_Input material:_
※
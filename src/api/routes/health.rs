//! Health check endpoint

use axum::Json;

use crate::api::types::HealthResponse;

/// GET /api/v1/health
pub async fn health_check() -> Json<HealthResponse> {
    Json(HealthResponse {
        status: "ok".to_string(),
        timestamp: chrono::Utc::now().to_rfc3339(),
    })
}
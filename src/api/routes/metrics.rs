//! Metrics history endpoint

use axum::{
    Json,
    extract::{Path, Query, State},
};
use chrono::{Duration, Utc};

use crate::api::{
    error::{ApiError, ApiResult},
    state::ApiState,
    types::{MetricQuery, MetricsResponse},
};
use crate::storage::error::StorageError;
use crate::storage::schema::{HostId, MetricCategory};

/// GET /api/v1/hosts/{id}/metrics/{category}?from&to
///
/// `category` is one of `system`, `process`, `container`, `network`.
pub async fn get_metrics_history(
    State(state): State<ApiState>,
    Path((host_id, category)): Path<(HostId, String)>,
    Query(query): Query<MetricQuery>,
) -> ApiResult<Json<MetricsResponse>> {
    let category: MetricCategory = category
        .parse()
        .map_err(|e: StorageError| ApiError::InvalidRequest(e.to_string()))?;

    let to = query.to.unwrap_or_else(Utc::now);
    let from = query.from.unwrap_or(to - Duration::hours(1));
    if from > to {
        return Err(ApiError::InvalidRequest(
            "`from` must not be after `to`".to_string(),
        ));
    }

    let repos = state.repos();
    if repos.hosts.get_by_id(host_id).await?.is_none() {
        return Err(StorageError::host_not_found(host_id).into());
    }

    let metrics = repos
        .metrics
        .get_metrics_in_range(category, host_id, from, to)
        .await?;

    Ok(Json(MetricsResponse {
        host_id,
        category,
        from,
        to,
        count: metrics.len(),
        metrics,
    }))
}
//! MaintenanceActor - metrics retention and self-diagnosis
//!
//! Two schedules, each on its own task and both running once at start:
//!
//! - **Cleanup**: delete metrics older than `now - metrics_ttl_days`, one
//!   call per category. A failing category is logged and the others still run.
//! - **Self-check**: ping the metrics store, count active hosts and inspect
//!   the current master. Findings are only logged; nothing is mutated.
//!
//! The actor loop itself only serves on-demand runs and shutdown.

use std::sync::Arc;
use std::time::Duration;

use anyhow::{Context, Result};
use chrono::Utc;
use tokio::sync::{mpsc, oneshot};
use tokio::task::JoinSet;
use tokio::time::{MissedTickBehavior, interval};
use tokio_util::sync::CancellationToken;
use tracing::{debug, error, info, instrument, warn};

use crate::config::MetricsConfig;
use crate::storage::backend::{HostRepository, MetricsRepository};
use crate::storage::schema::{HostStatus, MetricCategory};

use super::messages::{CleanupReport, MaintenanceCommand, MasterHealth, SelfCheckReport};
use super::run_every;

pub struct MaintenanceActor {
    maintenance: Maintenance,
    cleanup_interval: Duration,
    self_check_interval: Duration,
    command_rx: mpsc::Receiver<MaintenanceCommand>,
    cancel: CancellationToken,
}

impl MaintenanceActor {
    pub fn new(
        hosts: Arc<dyn HostRepository>,
        metrics: Arc<dyn MetricsRepository>,
        config: &MetricsConfig,
        command_rx: mpsc::Receiver<MaintenanceCommand>,
        cancel: CancellationToken,
    ) -> Self {
        Self {
            maintenance: Maintenance::new(hosts, metrics, config.metrics_ttl_days),
            cleanup_interval: config.cleanup_interval(),
            self_check_interval: config.self_check_interval(),
            command_rx,
            cancel,
        }
    }

    #[instrument(skip(self))]
    pub async fn run(mut self) {
        debug!(
            ttl_days = self.maintenance.ttl_days,
            "starting maintenance actor (cleanup every {:?}, self-check every {:?})",
            self.cleanup_interval,
            self.self_check_interval
        );

        let schedules = self.cancel.child_token();
        let mut loops = JoinSet::new();

        let mut cleanup_ticker = interval(self.cleanup_interval);
        cleanup_ticker.set_missed_tick_behavior(MissedTickBehavior::Skip);
        let maintenance = self.maintenance.clone();
        loops.spawn(run_every(cleanup_ticker, schedules.clone(), move || {
            let maintenance = maintenance.clone();
            async move {
                maintenance.run_cleanup().await;
            }
        }));

        let mut self_check_ticker = interval(self.self_check_interval);
        self_check_ticker.set_missed_tick_behavior(MissedTickBehavior::Skip);
        let maintenance = self.maintenance.clone();
        loops.spawn(run_every(self_check_ticker, schedules.clone(), move || {
            let maintenance = maintenance.clone();
            async move {
                maintenance.run_self_check().await;
            }
        }));

        loop {
            tokio::select! {
                _ = self.cancel.cancelled() => {
                    debug!("cancellation requested");
                    break;
                }

                Some(cmd) = self.command_rx.recv() => {
                    match cmd {
                        MaintenanceCommand::RunCleanup { respond_to } => {
                            let report = self.maintenance.run_cleanup().await;
                            let _ = respond_to.send(report);
                        }

                        MaintenanceCommand::RunSelfCheck { respond_to } => {
                            let report = self.maintenance.run_self_check().await;
                            let _ = respond_to.send(report);
                        }

                        MaintenanceCommand::Shutdown => {
                            debug!("received shutdown command");
                            break;
                        }
                    }
                }

                else => {
                    warn!("command channel closed, shutting down");
                    break;
                }
            }
        }

        schedules.cancel();
        while loops.join_next().await.is_some() {}

        debug!("maintenance actor stopped");
    }
}

/// Retention and self-check jobs, shared by both schedules and on-demand runs
#[derive(Clone)]
pub struct Maintenance {
    hosts: Arc<dyn HostRepository>,
    metrics: Arc<dyn MetricsRepository>,
    ttl_days: u32,
}

impl Maintenance {
    pub fn new(
        hosts: Arc<dyn HostRepository>,
        metrics: Arc<dyn MetricsRepository>,
        ttl_days: u32,
    ) -> Self {
        Self {
            hosts,
            metrics,
            ttl_days,
        }
    }

    /// Delete metrics older than the retention window, category by category
    #[instrument(skip(self))]
    pub async fn run_cleanup(&self) -> CleanupReport {
        let threshold = Utc::now() - chrono::Duration::days(i64::from(self.ttl_days));
        let mut report = CleanupReport {
            threshold,
            deleted: Vec::with_capacity(MetricCategory::ALL.len()),
            failed: Vec::new(),
        };

        for category in MetricCategory::ALL {
            match self.metrics.cleanup_old_metrics(category, threshold).await {
                Ok(count) => {
                    debug!("deleted {count} old {category} metrics");
                    report.deleted.push((category, count));
                }
                Err(e) => {
                    error!("failed to clean up {category} metrics: {e}");
                    report.failed.push(category);
                }
            }
        }

        info!(
            deleted = report.total_deleted(),
            failed = report.failed.len(),
            "metrics older than {threshold} cleaned up"
        );
        report
    }

    /// Check store reachability, active hosts and master health
    #[instrument(skip(self))]
    pub async fn run_self_check(&self) -> SelfCheckReport {
        let store_reachable = match self.metrics.ping().await {
            Ok(()) => true,
            Err(e) => {
                error!("metrics store unreachable: {e}");
                false
            }
        };

        let active_hosts = match self.hosts.get_all().await {
            Ok(hosts) => {
                let active = hosts
                    .iter()
                    .filter(|h| h.status == HostStatus::Active)
                    .count();
                if active == 0 {
                    warn!("no active hosts");
                }
                Some(active)
            }
            Err(e) => {
                error!("failed to count active hosts: {e}");
                None
            }
        };

        let master = match self.hosts.get_master().await {
            Ok(None) => {
                error!("no master host elected");
                MasterHealth::Missing
            }
            Ok(Some(master)) if master.status != HostStatus::Active => {
                error!(
                    "master {} is not active (status: {})",
                    master.hostname, master.status
                );
                MasterHealth::Inactive(master.hostname)
            }
            Ok(Some(master)) => MasterHealth::Healthy(master.hostname),
            Err(e) => {
                error!("failed to fetch master host: {e}");
                MasterHealth::Unknown
            }
        };

        let report = SelfCheckReport {
            store_reachable,
            active_hosts,
            master,
        };

        if report.is_healthy() {
            info!("system health verified");
        }
        report
    }
}

/// Handle for controlling a MaintenanceActor
#[derive(Clone)]
pub struct MaintenanceHandle {
    sender: mpsc::Sender<MaintenanceCommand>,
}

impl MaintenanceHandle {
    pub fn spawn(
        hosts: Arc<dyn HostRepository>,
        metrics: Arc<dyn MetricsRepository>,
        config: &MetricsConfig,
        cancel: CancellationToken,
    ) -> Self {
        let (cmd_tx, cmd_rx) = mpsc::channel(8);

        let actor = MaintenanceActor::new(hosts, metrics, config, cmd_rx, cancel);
        tokio::spawn(actor.run());

        Self { sender: cmd_tx }
    }

    pub async fn run_cleanup_now(&self) -> Result<CleanupReport> {
        let (tx, rx) = oneshot::channel();
        self.sender
            .send(MaintenanceCommand::RunCleanup { respond_to: tx })
            .await
            .context("failed to send RunCleanup command")?;

        rx.await.context("failed to receive response")
    }

    pub async fn run_self_check_now(&self) -> Result<SelfCheckReport> {
        let (tx, rx) = oneshot::channel();
        self.sender
            .send(MaintenanceCommand::RunSelfCheck { respond_to: tx })
            .await
            .context("failed to send RunSelfCheck command")?;

        rx.await.context("failed to receive response")
    }

    pub async fn shutdown(&self) -> Result<()> {
        self.sender
            .send(MaintenanceCommand::Shutdown)
            .await
            .context("failed to send Shutdown command")?;
        Ok(())
    }
}
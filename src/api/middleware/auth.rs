//! Bearer token authentication middleware

use axum::{
    Json,
    body::Body,
    extract::{Request, State},
    http::{StatusCode, header},
    middleware::Next,
    response::{IntoResponse, Response},
};
use serde_json::json;
use tracing::warn;

/// Reject requests whose `Authorization: Bearer` token differs from the configured one
pub async fn auth_middleware(
    State(expected_token): State<String>,
    request: Request<Body>,
    next: Next,
) -> Result<Response, AuthError> {
    let auth_header = request
        .headers()
        .get(header::AUTHORIZATION)
        .and_then(|v| v.to_str().ok())
        .ok_or(AuthError::MissingToken)?;

    let token = auth_header
        .strip_prefix("Bearer ")
        .ok_or(AuthError::InvalidFormat)?;

    if token != expected_token {
        warn!(path = %request.uri().path(), "rejected API request with invalid token");
        return Err(AuthError::InvalidToken);
    }

    Ok(next.run(request).await)
}

#[derive(Debug)]
pub enum AuthError {
    MissingToken,
    InvalidFormat,
    InvalidToken,
}

impl IntoResponse for AuthError {
    fn into_response(self) -> Response {
        let (status, message) = match self {
            AuthError::MissingToken => (StatusCode::UNAUTHORIZED, "missing Authorization header"),
            AuthError::InvalidFormat => (
                StatusCode::UNAUTHORIZED,
                "invalid Authorization format (expected: Bearer <token>)",
            ),
            AuthError::InvalidToken => (StatusCode::FORBIDDEN, "invalid token"),
        };

        (status, Json(json!({ "error": message }))).into_response()
    }
}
※
_Task brief:_ Work through the entries, filtering for the string "MetricCategory", and copy each line that holds it.

_Task output:_
use crate::storage::schema::{HostId, MetricCategory};
    let category: MetricCategory = category
use crate::storage::schema::{HostStatus, MetricCategory};
            deleted: Vec::with_capacity(MetricCategory::ALL.len()),
        for category in MetricCategory::ALL {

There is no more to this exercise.